> **What is needed**
When you reach the line containing "items. Persisted to", stop after it; until then, copy each line of the listing exactly, starting with the first.

> **Records for this task**

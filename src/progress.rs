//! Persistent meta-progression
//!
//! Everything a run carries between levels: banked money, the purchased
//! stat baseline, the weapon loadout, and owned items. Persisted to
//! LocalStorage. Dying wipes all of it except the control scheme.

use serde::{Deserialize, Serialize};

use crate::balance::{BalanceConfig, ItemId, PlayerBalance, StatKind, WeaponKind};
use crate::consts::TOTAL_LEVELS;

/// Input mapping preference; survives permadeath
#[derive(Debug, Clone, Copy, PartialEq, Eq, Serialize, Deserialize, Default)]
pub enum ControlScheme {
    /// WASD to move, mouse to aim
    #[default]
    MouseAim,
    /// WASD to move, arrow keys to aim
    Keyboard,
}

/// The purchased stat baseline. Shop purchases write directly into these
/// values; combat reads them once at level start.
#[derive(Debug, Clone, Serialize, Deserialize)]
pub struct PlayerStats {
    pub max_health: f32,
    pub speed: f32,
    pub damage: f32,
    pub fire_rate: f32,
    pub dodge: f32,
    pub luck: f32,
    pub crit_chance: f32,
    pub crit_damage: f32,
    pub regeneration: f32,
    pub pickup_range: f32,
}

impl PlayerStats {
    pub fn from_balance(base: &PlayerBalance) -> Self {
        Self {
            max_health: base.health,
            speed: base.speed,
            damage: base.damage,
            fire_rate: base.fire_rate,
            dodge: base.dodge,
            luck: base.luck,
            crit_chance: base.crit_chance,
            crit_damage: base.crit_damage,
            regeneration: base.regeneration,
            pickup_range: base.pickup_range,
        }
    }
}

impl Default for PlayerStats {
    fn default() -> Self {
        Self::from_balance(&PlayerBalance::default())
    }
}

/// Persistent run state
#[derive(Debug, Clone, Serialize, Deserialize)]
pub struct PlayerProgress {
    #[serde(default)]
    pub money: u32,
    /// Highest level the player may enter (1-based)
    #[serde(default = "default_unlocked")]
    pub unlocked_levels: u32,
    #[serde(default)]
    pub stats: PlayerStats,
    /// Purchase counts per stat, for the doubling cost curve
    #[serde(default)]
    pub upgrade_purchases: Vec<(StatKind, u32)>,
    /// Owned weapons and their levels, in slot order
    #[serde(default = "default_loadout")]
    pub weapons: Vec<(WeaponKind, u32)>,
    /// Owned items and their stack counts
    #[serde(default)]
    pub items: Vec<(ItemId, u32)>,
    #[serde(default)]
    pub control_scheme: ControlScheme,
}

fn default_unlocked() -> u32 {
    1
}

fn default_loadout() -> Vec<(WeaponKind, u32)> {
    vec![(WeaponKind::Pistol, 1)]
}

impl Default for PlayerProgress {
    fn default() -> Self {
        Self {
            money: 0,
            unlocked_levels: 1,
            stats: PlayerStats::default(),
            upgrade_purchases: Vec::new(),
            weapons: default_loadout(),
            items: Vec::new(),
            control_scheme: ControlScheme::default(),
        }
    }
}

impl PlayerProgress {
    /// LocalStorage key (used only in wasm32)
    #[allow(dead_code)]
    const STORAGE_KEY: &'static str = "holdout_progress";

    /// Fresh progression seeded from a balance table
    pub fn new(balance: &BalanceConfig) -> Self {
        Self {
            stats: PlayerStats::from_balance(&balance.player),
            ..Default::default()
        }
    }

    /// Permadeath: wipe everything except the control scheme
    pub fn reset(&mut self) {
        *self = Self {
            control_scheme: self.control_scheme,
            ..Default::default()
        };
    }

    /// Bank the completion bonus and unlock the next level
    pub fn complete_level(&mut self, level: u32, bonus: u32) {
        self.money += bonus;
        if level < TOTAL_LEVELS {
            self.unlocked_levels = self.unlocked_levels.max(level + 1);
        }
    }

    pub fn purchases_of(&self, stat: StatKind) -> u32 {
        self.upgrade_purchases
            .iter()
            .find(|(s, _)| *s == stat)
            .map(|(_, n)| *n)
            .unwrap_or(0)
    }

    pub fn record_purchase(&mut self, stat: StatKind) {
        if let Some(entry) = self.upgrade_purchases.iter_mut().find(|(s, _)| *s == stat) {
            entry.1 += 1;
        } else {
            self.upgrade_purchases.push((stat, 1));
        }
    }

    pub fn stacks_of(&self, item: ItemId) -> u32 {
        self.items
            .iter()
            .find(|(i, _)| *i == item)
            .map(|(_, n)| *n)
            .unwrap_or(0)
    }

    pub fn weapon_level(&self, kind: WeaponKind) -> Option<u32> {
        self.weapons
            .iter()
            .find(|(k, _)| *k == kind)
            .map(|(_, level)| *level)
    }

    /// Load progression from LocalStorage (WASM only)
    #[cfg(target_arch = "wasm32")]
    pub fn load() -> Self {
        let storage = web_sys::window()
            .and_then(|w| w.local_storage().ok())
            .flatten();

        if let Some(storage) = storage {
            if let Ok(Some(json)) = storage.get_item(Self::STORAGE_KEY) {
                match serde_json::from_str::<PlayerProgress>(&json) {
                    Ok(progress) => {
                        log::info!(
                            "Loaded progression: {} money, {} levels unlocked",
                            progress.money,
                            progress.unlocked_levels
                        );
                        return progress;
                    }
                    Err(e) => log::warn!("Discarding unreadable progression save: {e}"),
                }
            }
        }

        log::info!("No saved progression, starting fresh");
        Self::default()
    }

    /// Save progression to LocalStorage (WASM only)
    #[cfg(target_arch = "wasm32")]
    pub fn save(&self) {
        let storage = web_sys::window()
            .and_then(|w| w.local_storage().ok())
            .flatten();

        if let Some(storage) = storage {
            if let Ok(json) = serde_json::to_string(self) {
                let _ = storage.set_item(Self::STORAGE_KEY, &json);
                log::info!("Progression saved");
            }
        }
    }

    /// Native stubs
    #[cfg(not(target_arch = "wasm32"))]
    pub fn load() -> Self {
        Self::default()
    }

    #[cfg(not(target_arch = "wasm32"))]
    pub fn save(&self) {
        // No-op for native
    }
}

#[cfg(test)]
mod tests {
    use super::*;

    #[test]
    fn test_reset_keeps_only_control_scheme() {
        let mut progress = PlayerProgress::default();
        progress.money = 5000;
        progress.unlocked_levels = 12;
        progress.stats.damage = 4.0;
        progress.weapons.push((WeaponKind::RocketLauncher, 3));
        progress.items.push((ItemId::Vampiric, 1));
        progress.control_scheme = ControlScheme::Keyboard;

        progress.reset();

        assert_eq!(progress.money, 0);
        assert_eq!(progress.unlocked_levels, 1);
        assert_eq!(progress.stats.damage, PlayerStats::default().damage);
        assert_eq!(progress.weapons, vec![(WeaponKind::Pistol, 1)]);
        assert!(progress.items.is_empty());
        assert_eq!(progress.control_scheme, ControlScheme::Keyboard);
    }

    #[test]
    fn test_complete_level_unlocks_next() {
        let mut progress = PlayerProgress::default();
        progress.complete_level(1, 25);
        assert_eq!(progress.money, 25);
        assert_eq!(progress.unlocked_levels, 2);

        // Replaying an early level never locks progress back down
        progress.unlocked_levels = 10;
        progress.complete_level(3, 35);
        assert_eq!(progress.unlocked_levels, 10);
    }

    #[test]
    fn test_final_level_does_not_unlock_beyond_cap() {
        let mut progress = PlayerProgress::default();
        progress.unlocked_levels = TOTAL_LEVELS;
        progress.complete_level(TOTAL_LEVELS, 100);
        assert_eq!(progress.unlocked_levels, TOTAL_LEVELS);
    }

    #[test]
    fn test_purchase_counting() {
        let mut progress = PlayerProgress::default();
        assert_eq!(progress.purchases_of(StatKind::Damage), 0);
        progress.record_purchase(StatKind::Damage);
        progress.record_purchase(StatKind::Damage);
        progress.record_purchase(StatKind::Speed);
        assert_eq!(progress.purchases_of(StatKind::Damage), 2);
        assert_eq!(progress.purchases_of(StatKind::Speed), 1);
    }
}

> **Problem solution**
filename src/progress.rs
//! Persistent meta-progression
//!
//! Everything a run carries between levels: banked money, the purchased
//! stat baseline, the weapon loadout, and owned items. Persisted to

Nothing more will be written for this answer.